Evaluation of the safety of short-acting GHRT in adult patients with AGHD aged 18 to 59 years revealed no significant differences in the incidence of NSARs and SARs or SAEs between age groups. The most common SAE reported was “neoplasms benign, malignant, and unspecified” with a rate of 0.54%, 0.61%, and 1.34% across groups of increasing age (groups 1, 2, and 3, respectively). This is consistent with an observational study of patients treated with GH, aged 6 to 91 years, from 1994 to 2012 [15]. The most common treatment-related SAE was tumor/neoplasm recurrence, observed at a rate of 1.3%. This is supported by a previous report establishing greater risk of myeloid neoplasm occurrence with increasing age [16], as well as a higher overall incidence of cancer with older age groups and an increase in the incidence of cancer in younger age groups over time [17].

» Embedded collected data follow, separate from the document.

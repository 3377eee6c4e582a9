//! Waypoint discovery.
//!
//! A waypoint becomes a usable teleport hub once the route passes within its
//! radius, either at a visited point or anywhere along a walked segment.
//! Discovery is path-dependent, so every path walk starts from a
//! [`DiscoveryModel::fresh_state`] and the state is dropped afterwards.

use crate::geometry::{euclidean_distance, segment_intersects_circle};
use crate::point::Point;

/// The set of waypoint ids known at some moment of a path walk.
///
/// Only grows. Indexed by waypoint id, which is dense within the waypoint
/// source.
#[derive(Debug, Clone, PartialEq, Eq)]
pub struct DiscoveryState {
    known: Vec<bool>,
    count: usize,
}

impl DiscoveryState {
    /// Creates a state with nothing discovered.
    pub fn empty(waypoint_count: usize) -> Self {
        Self {
            known: vec![false; waypoint_count],
            count: 0,
        }
    }

    /// Creates a state with every waypoint discovered.
    pub fn full(waypoint_count: usize) -> Self {
        Self {
            known: vec![true; waypoint_count],
            count: waypoint_count,
        }
    }

    /// Returns true if waypoint `id` is known.
    #[inline]
    pub fn contains(&self, id: usize) -> bool {
        self.known.get(id).copied().unwrap_or(false)
    }

    /// Marks waypoint `id` as known. Returns true if it was newly discovered.
    pub fn insert(&mut self, id: usize) -> bool {
        match self.known.get_mut(id) {
            Some(slot) if !*slot => {
                *slot = true;
                self.count += 1;
                true
            }
            _ => false,
        }
    }

    /// Number of known waypoints.
    #[inline]
    pub fn len(&self) -> usize {
        self.count
    }

    /// Returns true if nothing is known.
    #[inline]
    pub fn is_empty(&self) -> bool {
        self.count == 0
    }

    /// Known waypoint ids in ascending order.
    pub fn ids(&self) -> Vec<usize> {
        self.known
            .iter()
            .enumerate()
            .filter_map(|(id, &known)| known.then_some(id))
            .collect()
    }
}

/// Discovery rules over a waypoint source.
///
/// The same model serves the single-set planner and the multi-category
/// planner; only the waypoint slice differs.
#[derive(Debug, Clone, Copy)]
pub struct DiscoveryModel<'a> {
    waypoints: &'a [Point],
    enabled: bool,
}

impl<'a> DiscoveryModel<'a> {
    /// Creates a model over `waypoints`. With `enabled == false` every
    /// waypoint counts as discovered.
    pub fn new(waypoints: &'a [Point], enabled: bool) -> Self {
        debug_assert!(
            waypoints.iter().enumerate().all(|(i, w)| w.id == i),
            "waypoint ids must be dense"
        );
        Self { waypoints, enabled }
    }

    /// The waypoint source.
    #[inline]
    pub fn waypoints(&self) -> &'a [Point] {
        self.waypoints
    }

    /// Returns true if discovery mode is on.
    #[inline]
    pub fn is_enabled(&self) -> bool {
        self.enabled
    }

    /// State at the start of a path walk: empty, or full when discovery is off.
    pub fn fresh_state(&self) -> DiscoveryState {
        if self.enabled {
            DiscoveryState::empty(self.waypoints.len())
        } else {
            DiscoveryState::full(self.waypoints.len())
        }
    }

    /// Returns true if `waypoint` can be used as a relay.
    #[inline]
    pub fn is_discovered(&self, waypoint: &Point, state: &DiscoveryState) -> bool {
        !self.enabled || state.contains(waypoint.id)
    }

    /// Discovers every waypoint whose radius contains `point`.
    pub fn discover_at(&self, point: &Point, state: &mut DiscoveryState) {
        if !self.enabled {
            return;
        }
        for waypoint in self.waypoints {
            let Some(radius) = waypoint.radius() else {
                continue;
            };
            if euclidean_distance(point.position(), waypoint.position()) <= radius
                && state.insert(waypoint.id)
            {
                log::trace!("waypoint {} discovered at {}", waypoint.id, point.label());
            }
        }
    }

    /// Discovers every undiscovered waypoint whose circle the segment
    /// `from → to` touches.
    pub fn discover_along(&self, from: &Point, to: &Point, state: &mut DiscoveryState) {
        if !self.enabled {
            return;
        }
        for waypoint in self.waypoints {
            if state.contains(waypoint.id) {
                continue;
            }
            let Some(radius) = waypoint.radius() else {
                continue;
            };
            if segment_intersects_circle(
                from.position(),
                to.position(),
                waypoint.position(),
                radius,
            ) {
                state.insert(waypoint.id);
                log::trace!(
                    "waypoint {} discovered along {} -> {}",
                    waypoint.id,
                    from.label(),
                    to.label()
                );
            }
        }
    }
}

It is important to note that recent evidence-based guidance released by the American Association of Clinical Endocrinologists and the American College of Endocrinology on the use of recombinant human GHRT acknowledge that there are no data to support an increased risk of cancer or recurrence of tumors in the hypothalamic-pituitary region of adults taking GHRT. However, it is recommended to continue long-term monitoring and cancer screening in these patients for the purpose of safety surveillance [18]. Additionally, a previous study has shown that tumor progression within the hypothalamic–pituitary region did not differ between patients treated with or without GHRT, and recurrence risk was similar between these 2 groups. Independent predictors of recurrence included the use of radiotherapy and residual tumor [19]. Family history and increasing age may also be predictors of cancer recurrence in patients with AGHD [20, 21]. A previous study examining registry data for patients with AGHD has also demonstrated that mortality due to malignancies was not elevated in patients receiving GHRT [22]. Similarly, a study examining the Hypopituitary Control and Complications Study registry safety data in patients with AGHD treated with or without GHRT showed no significant difference in the overall rate of cancer incidence between these two groups [23, 24]. Similar to the safety events reported here, the Hypopituitary Control and Complications Study registry reported additional safety events including arthralgia, peripheral edema, and myalgia [25].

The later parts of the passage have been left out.